The question is how and when to broach the subject in order to do more good than harm. The new economic team will forge an integrated strategy on how best to achieve currency realignment in the current economic environment.


Those last two sentences of Geithner’s response contained the answer—nearly three months beforehand—to the question of whether Treasury would label China a manipulator. And, taken in its entirety, the response is a perfect summation of the distinctions between criticizing policy as a challenger and being responsible for policy as the guy in charge. You can talk tough as a challenger because you don’t have to account for the consequences of your actions. But when you are responsible for the consequences of potentially incendiary policy changes, circumspection is a rediscovered virtue.


As President Obama knows by now, the consequences of simply labeling China a “currency manipulator” (let alone attempting to do something remedial about it) would undermine broader U.S.-China relations, invite recriminations, inspire potentially adverse policy changes in China, and would inject heaps of uncertainty into global currency and financial markets.
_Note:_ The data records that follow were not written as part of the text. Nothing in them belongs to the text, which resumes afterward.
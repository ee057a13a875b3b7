use rk_pattern::ComplexPattern;
use rk_pattern::MonomerPattern;
use rk_pattern::ReactionPattern;
use rk_pattern::SpeciesPattern;

use crate::GenerateError;
use crate::KList2;
use crate::Rule;
use crate::RuleSet;
use crate::catalyze::monomer_forms;
use crate::resolve_site;

/// Bidirectional binding between two species, either of which may be a
/// multi-part complex:
///
/// ```text
/// A + B <-> A:B
/// ```
///
/// with rates [forward, reverse]. `m1`/`m2` disambiguate the binding
/// monomer inside a complex-typed `a`/`b` when the site name alone is
/// ambiguous.
pub fn bind(
    a: &SpeciesPattern,
    site_a: &str,
    b: &SpeciesPattern,
    site_b: &str,
    klist: &KList2,
    m1: Option<&MonomerPattern>,
    m2: Option<&MonomerPattern>,
) -> Result<RuleSet, GenerateError> {
    let (a_bound, a_free) = species_forms(a, site_a, m1)?;
    let (b_bound, b_free) = species_forms(b, site_b, m2)?;

    let name = format!("bind_{}_{}", a_free.tag(), b_free.tag());
    let mut synthesized = Vec::new();
    let kf = klist[0].materialize(&name, "kf", &mut synthesized);
    let kr = klist[1].materialize(&name, "kr", &mut synthesized);

    let composite = a_bound.merge(b_bound);
    let reactants = ReactionPattern::single(a_free).plus(b_free);

    let mut set = RuleSet::new();
    set.push_rule(Rule::reversible(&name, reactants, composite.into(), kf, kr));
    set.push_parameters(synthesized);
    Ok(set)
}

/// Bound and free variant of either species kind as complete complexes.
pub(crate) fn species_forms(
    species: &SpeciesPattern,
    site: &str,
    hint: Option<&MonomerPattern>,
) -> Result<(ComplexPattern, ComplexPattern), GenerateError> {
    match species {
        SpeciesPattern::Monomer(m) => monomer_forms(m, site),
        SpeciesPattern::Complex(c) => {
            let resolved = resolve_site(c, site, hint)?;
            Ok((resolved.bound, resolved.free))
        }
    }
}
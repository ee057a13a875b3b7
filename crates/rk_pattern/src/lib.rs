mod error;
mod site;
mod monomer;
mod monomer_pattern;
mod complex_pattern;
mod reaction_pattern;
mod species;

pub use error::*;
pub use site::*;
pub use monomer::*;
pub use monomer_pattern::*;
pub use complex_pattern::*;
pub use reaction_pattern::*;
pub use species::*;


/// Bond labels are small symbolic integers; a label occurring on exactly two
/// bound sites within one complex pattern connects those two sites. Some
/// generators reserve a label value for their own transient linkages, so
/// model definitions should stay well below such values.
pub type BondLabel = u32;
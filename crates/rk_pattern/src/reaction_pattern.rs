use std::fmt;

use itertools::Itertools;

use crate::BondLabel;
use crate::ComplexPattern;
use crate::MonomerPattern;

/// A disjoint union of complex patterns, used wherever one side of a rule
/// holds several independent molecular species.
#[derive(Debug, Clone, PartialEq, Default)]
pub struct ReactionPattern {
    complexes: Vec<ComplexPattern>,
}

impl ReactionPattern {
    pub fn new() -> Self {
        Self::default()
    }

    pub fn single(complex: ComplexPattern) -> Self {
        Self { complexes: vec![complex] }
    }

    /// Append one more independent species.
    pub fn plus(mut self, complex: ComplexPattern) -> Self {
        self.complexes.push(complex);
        self
    }

    /// Disjoint union of two reaction patterns, left side first.
    pub fn union(mut self, other: ReactionPattern) -> Self {
        self.complexes.extend(other.complexes);
        self
    }

    pub fn complexes(&self) -> &[ComplexPattern] {
        &self.complexes
    }

    pub fn uses_bond(&self, label: BondLabel) -> bool {
        self.complexes.iter().any(|c| c.uses_bond(label))
    }

    /// Deterministic short name: contained complex tags joined by '_'.
    pub fn tag(&self) -> String {
        self.complexes.iter().map(ComplexPattern::tag).join("_")
    }
}

impl From<ComplexPattern> for ReactionPattern {
    fn from(complex: ComplexPattern) -> Self {
        Self::single(complex)
    }
}

impl From<MonomerPattern> for ReactionPattern {
    fn from(monomer: MonomerPattern) -> Self {
        Self::single(ComplexPattern::single(monomer))
    }
}

impl fmt::Display for ReactionPattern {
    fn fmt(&self, f: &mut fmt::Formatter<'_>) -> fmt::Result {
        write!(f, "{}", self.complexes.iter().map(|c| c.to_string()).join(" + "))
    }
}
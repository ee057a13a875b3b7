use std::fmt;

#[derive(Debug)]
pub enum PatternError {
    NoSuchSite(String, String),          // site name, monomer name
    NoSuchState(String, String, String), // state label, site name, monomer name
}

impl fmt::Display for PatternError {
    fn fmt(&self, f: &mut fmt::Formatter<'_>) -> fmt::Result {
        match self {
            PatternError::NoSuchSite(site, monomer) => {
                write!(f, "Monomer '{}' declares no site '{}'", monomer, site)
            }
            PatternError::NoSuchState(state, site, monomer) => {
                write!(
                    f,
                    "State '{}' is not an allowed state of site '{}' on monomer '{}'",
                    state, site, monomer
                )
            }
        }
    }
}

impl std::error::Error for PatternError {}
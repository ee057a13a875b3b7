use log::debug;

use rk_pattern::BondLabel;
use rk_pattern::BondState;
use rk_pattern::ComplexPattern;
use rk_pattern::MonomerPattern;

use crate::GenerateError;

/// Bond label reserved for the transient enzyme-substrate linkage. Input
/// patterns must not use it; it never appears in emitted product sides.
pub const ES_BOND: BondLabel = 50;

/// The outcome of locating a binding site inside a complex: the complete
/// input complex in two variants that differ only in the bond occupancy of
/// the selected instance's target site. Everything else, including all
/// passthrough instances, is copied verbatim in declared order.
#[derive(Debug, Clone, PartialEq)]
pub struct ResolvedSite {
    /// Position of the selected monomer pattern within the complex.
    pub index: usize,
    /// The complex with the target site bound via [`ES_BOND`].
    pub bound: ComplexPattern,
    /// The complex with the target site explicitly free.
    pub free: ComplexPattern,
}

/// Locate the single monomer pattern inside `complex` that exposes `site`.
///
/// When several instances declare the site, `hint` names the monomer type
/// to bind through; the first instance of that type in declared order wins.
/// A hint is ignored when the site is unambiguous: the complex is required
/// to be concrete, so the complex-declared conditions win at every site and
/// the hint has nothing left to contribute.
pub fn resolve_site(
    complex: &ComplexPattern,
    site: &str,
    hint: Option<&MonomerPattern>,
) -> Result<ResolvedSite, GenerateError> {
    if !complex.is_concrete() {
        return Err(GenerateError::NonConcreteComplex(complex.to_string()));
    }
    if complex.uses_bond(ES_BOND) {
        return Err(GenerateError::ReservedBondInUse(complex.to_string()));
    }

    let candidates: Vec<usize> = complex
        .monomers()
        .iter()
        .enumerate()
        .filter(|(_, m)| m.monomer().declares_site(site))
        .map(|(i, _)| i)
        .collect();

    let index = match (candidates.as_slice(), hint) {
        ([], _) => {
            return Err(GenerateError::SiteNotFound(site.to_string(), complex.to_string()));
        }
        ([only], _) => *only,
        (_, None) => {
            return Err(GenerateError::AmbiguousSite(site.to_string(), complex.to_string()));
        }
        (many, Some(hint)) => *many
            .iter()
            .find(|&&i| complex.monomers()[i].same_type(hint))
            .ok_or_else(|| {
                // The hint names a type that carries no such site here, so
                // the ambiguity stands.
                GenerateError::AmbiguousSite(site.to_string(), complex.to_string())
            })?,
    };

    let selected = &complex.monomers()[index];
    debug!("site '{}' resolved to instance {} ({})", site, index, selected);

    // declares_site() held above, so the site index exists.
    let site_idx = match selected.monomer().site_index(site) {
        Some(i) => i,
        None => unreachable!("selected instance declares the site"),
    };

    Ok(ResolvedSite {
        index,
        bound: complex.replace(index, selected.rebond(site_idx, BondState::Bound(ES_BOND))),
        free: complex.replace(index, selected.rebond(site_idx, BondState::Free)),
    })
}
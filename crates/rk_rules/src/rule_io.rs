use serde::Serialize;

use crate::Parameter;
use crate::Rule;
use crate::RuleSet;

#[derive(Serialize)]
pub struct SerializableRule {
    name: String,
    reactants: String,
    products: String,
    reversible: bool,
    rates: Vec<Parameter>,
}

#[derive(Serialize)]
pub struct SerializableRuleSet {
    rules: Vec<SerializableRule>,
    parameters: Vec<Parameter>,
}

impl Rule {
    pub fn to_serializable(&self) -> SerializableRule {
        let mut rates = vec![self.forward().clone()];
        if let Some(reverse) = self.reverse() {
            rates.push(reverse.clone());
        }
        SerializableRule {
            name: self.name().to_string(),
            reactants: self.reactants().to_string(),
            products: self.products().to_string(),
            reversible: self.is_reversible(),
            rates,
        }
    }
}

impl RuleSet {
    pub fn to_serializable(&self) -> SerializableRuleSet {
        SerializableRuleSet {
            rules: self.rules().iter().map(Rule::to_serializable).collect(),
            parameters: self.parameters().to_vec(),
        }
    }

    pub fn to_json(&self) -> serde_json::Result<String> {
        serde_json::to_string_pretty(&self.to_serializable())
    }
}

#[cfg(test)]
mod tests {
    use super::*;
    use crate::kvals;
    use rk_pattern::{ReactionPattern, Monomer, pattern};

    #[test]
    fn test_ruleset_json_shape() {
        let e = Monomer::new("E", &["eb"]);
        let s = Monomer::new("S", &["sb"]);
        let product = ReactionPattern::from(pattern(&s).free("sb").unwrap());
        let set = crate::catalyze(
            &pattern(&e),
            "eb",
            &pattern(&s),
            "sb",
            &product,
            &kvals(1e-6, 1e-3, 1.0),
        )
        .unwrap();

        let json = set.to_json().unwrap();
        let value: serde_json::Value = serde_json::from_str(&json).unwrap();
        assert_eq!(value["rules"].as_array().unwrap().len(), 2);
        assert_eq!(value["rules"][0]["reversible"], true);
        assert_eq!(value["rules"][1]["reversible"], false);
        assert_eq!(value["parameters"].as_array().unwrap().len(), 3);
        assert_eq!(value["parameters"][0]["name"], "bind_E_S_kf");
    }
}
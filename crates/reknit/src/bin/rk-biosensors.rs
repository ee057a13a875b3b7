use std::io::Write;

use anyhow::Result;
use clap::Parser;
use colored::*;
use env_logger::{Builder, Env};
use log::debug;

use reknit::pattern::{ComplexPattern, Monomer, SpeciesPattern, pattern};
use reknit::rules::{Model, cleave_dimer, kvals};

/// Assemble the fluorescent biosensor cleavage fragment of the apoptosis
/// model and print the generated rules. Each sensor is a homodimer joined
/// through its sensitive linker; its effector caspase binds the first
/// subunit and cleaves the linker, releasing two free monomers.
#[derive(Debug, Parser)]
#[command(name = "rk-biosensors")]
#[command(version, about = "Generate the biosensor cleavage rule set")]
struct Cli {
    /// Only generate rules for this sensor (BFP, Cit, mKate).
    #[arg(long)]
    sensor: Option<String>,

    /// Dump each generated rule set as JSON instead of plain rules.
    #[arg(long)]
    json: bool,
}

// Forward rates are halved: the dimer offers two enzyme binding sites,
// which would otherwise double the effective rate.
fn sensor_cleavers() -> Vec<(&'static str, SpeciesPattern, [f64; 3])> {
    let c3 = Monomer::with_states("C3", &["bf", "state"], &[("state", &["pro", "A", "ub"])]);
    let c8 = Monomer::with_states("C8", &["bf", "state"], &[("state", &["pro", "A"])]);
    let apop = Monomer::new("Apop", &["bf"]);

    vec![
        ("BFP", pattern(&c3).state("state", "A").unwrap().into(), [1e-6 / 2., 1e-2, 1.]),
        ("Cit", pattern(&apop).free("bf").unwrap().into(), [5e-9 / 2., 1e-3, 1.]),
        ("mKate", pattern(&c8).state("state", "A").unwrap().into(), [1e-7 / 2., 1e-3, 1.]),
    ]
}

fn main() -> Result<()> {
    Builder::from_env(Env::default().default_filter_or("info"))
        .format(|buf, record| writeln!(buf, "{}", record.args()))
        .init();
    let cli = Cli::parse();

    let mut model = Model::new();
    for (name, cleaver, [kf, kr, kc]) in sensor_cleavers() {
        if let Some(only) = &cli.sensor {
            if only != name {
                continue;
            }
        }
        debug!("generating cleavage rules for {}", name);

        let sensor = Monomer::new(name, &["sl", "bf"]);
        let dimer = ComplexPattern::single(pattern(&sensor).bound("sl", 1)?.free("bf")?)
            .join(pattern(&sensor).bound("sl", 1)?.free("bf")?);

        let set = cleave_dimer(&cleaver, "bf", &dimer.into(), "bf", "sl", &kvals(kf, kr, kc))?;

        if cli.json {
            println!("{}", set.to_json()?);
        } else {
            println!("{}", name.yellow());
            for rule in set.rules() {
                println!("  {}", rule);
            }
            for param in set.parameters() {
                println!("  {}", param.to_string().cyan());
            }
        }
        model.absorb(set);
    }

    if !cli.json {
        println!("{}", format!("model total: {} rules, {} parameters",
            model.rules().len(), model.parameters().len()).green());
    }
    Ok(())
}
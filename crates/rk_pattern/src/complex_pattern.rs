use std::fmt;

use itertools::Itertools;

use crate::BondLabel;
use crate::MonomerPattern;

/// An ordered collection of monomer patterns connected by shared bond
/// labels: a bond label occurring on two bound sites within one complex
/// pattern connects those sites. Combination is pure, always producing a
/// new pattern.
#[derive(Debug, Clone, PartialEq)]
pub struct ComplexPattern {
    monomers: Vec<MonomerPattern>,
}

impl ComplexPattern {
    pub fn single(monomer: MonomerPattern) -> Self {
        Self { monomers: vec![monomer] }
    }

    /// Append one more monomer pattern to this complex.
    pub fn join(mut self, monomer: MonomerPattern) -> Self {
        self.monomers.push(monomer);
        self
    }

    /// Concatenate two complexes into one.
    pub fn merge(mut self, other: ComplexPattern) -> Self {
        self.monomers.extend(other.monomers);
        self
    }

    pub fn monomers(&self) -> &[MonomerPattern] {
        &self.monomers
    }

    pub fn len(&self) -> usize {
        self.monomers.len()
    }

    pub fn is_empty(&self) -> bool {
        self.monomers.is_empty()
    }

    /// Copy of this complex with one contained pattern replaced.
    pub fn replace(&self, index: usize, monomer: MonomerPattern) -> Self {
        let mut copy = self.clone();
        copy.monomers[index] = monomer;
        copy
    }

    /// A complex is concrete iff every contained pattern is.
    pub fn is_concrete(&self) -> bool {
        self.monomers.iter().all(MonomerPattern::is_concrete)
    }

    pub fn uses_bond(&self, label: BondLabel) -> bool {
        self.monomers.iter().any(|m| m.uses_bond(label))
    }

    /// Deterministic short name: the contained monomer tags concatenated.
    pub fn tag(&self) -> String {
        self.monomers.iter().map(MonomerPattern::tag).collect()
    }
}

impl From<MonomerPattern> for ComplexPattern {
    fn from(monomer: MonomerPattern) -> Self {
        Self::single(monomer)
    }
}

impl fmt::Display for ComplexPattern {
    fn fmt(&self, f: &mut fmt::Formatter<'_>) -> fmt::Result {
        write!(f, "{}", self.monomers.iter().map(|m| m.to_string()).join(" % "))
    }
}

#[cfg(test)]
mod tests {
    use super::*;
    use crate::Monomer;
    use crate::pattern;

    #[test]
    fn test_join_and_display() {
        let bfp = Monomer::new("BFP", &["sl", "bf"]);
        let dimer = ComplexPattern::single(
            pattern(&bfp).bound("sl", 1).unwrap().free("bf").unwrap(),
        )
        .join(pattern(&bfp).bound("sl", 1).unwrap().free("bf").unwrap());
        assert_eq!(dimer.len(), 2);
        assert_eq!(
            format!("{}", dimer),
            "BFP(sl=1, bf=None) % BFP(sl=1, bf=None)"
        );
    }

    #[test]
    fn test_concreteness() {
        let bfp = Monomer::new("BFP", &["sl", "bf"]);
        let partial = ComplexPattern::single(pattern(&bfp).bound("sl", 1).unwrap())
            .join(pattern(&bfp).bound("sl", 1).unwrap().free("bf").unwrap());
        assert!(!partial.is_concrete()); // first instance leaves bf wildcard
        let concrete = partial.replace(
            0,
            pattern(&bfp).bound("sl", 1).unwrap().free("bf").unwrap(),
        );
        assert!(concrete.is_concrete());
    }

    #[test]
    fn test_uses_bond() {
        let bfp = Monomer::new("BFP", &["sl", "bf"]);
        let dimer = ComplexPattern::single(
            pattern(&bfp).bound("sl", 1).unwrap().free("bf").unwrap(),
        )
        .join(pattern(&bfp).bound("sl", 1).unwrap().free("bf").unwrap());
        assert!(dimer.uses_bond(1));
        assert!(!dimer.uses_bond(50));
    }

    #[test]
    fn test_merge_keeps_order() {
        let e = Monomer::new("E", &["eb"]);
        let s = Monomer::new("S", &["sb"]);
        let merged = ComplexPattern::single(pattern(&e).bound("eb", 50).unwrap())
            .merge(ComplexPattern::single(pattern(&s).bound("sb", 50).unwrap()));
        assert_eq!(merged.monomers()[0].monomer().name(), "E");
        assert_eq!(merged.monomers()[1].monomer().name(), "S");
    }
}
Besides, as yesterday’s Treasury report concludes, the yuan continues to appreciate against the dollar, the government’s accumulation of foreign reserves has decelerated, and policies are in place to encourage greater domestic consumption in China and to reduce the economy’s reliance on exports.


I remain hopeful that this distinction between Obama the president and Obama the candidate will become and remain evident in U.S. trade policy more broadly.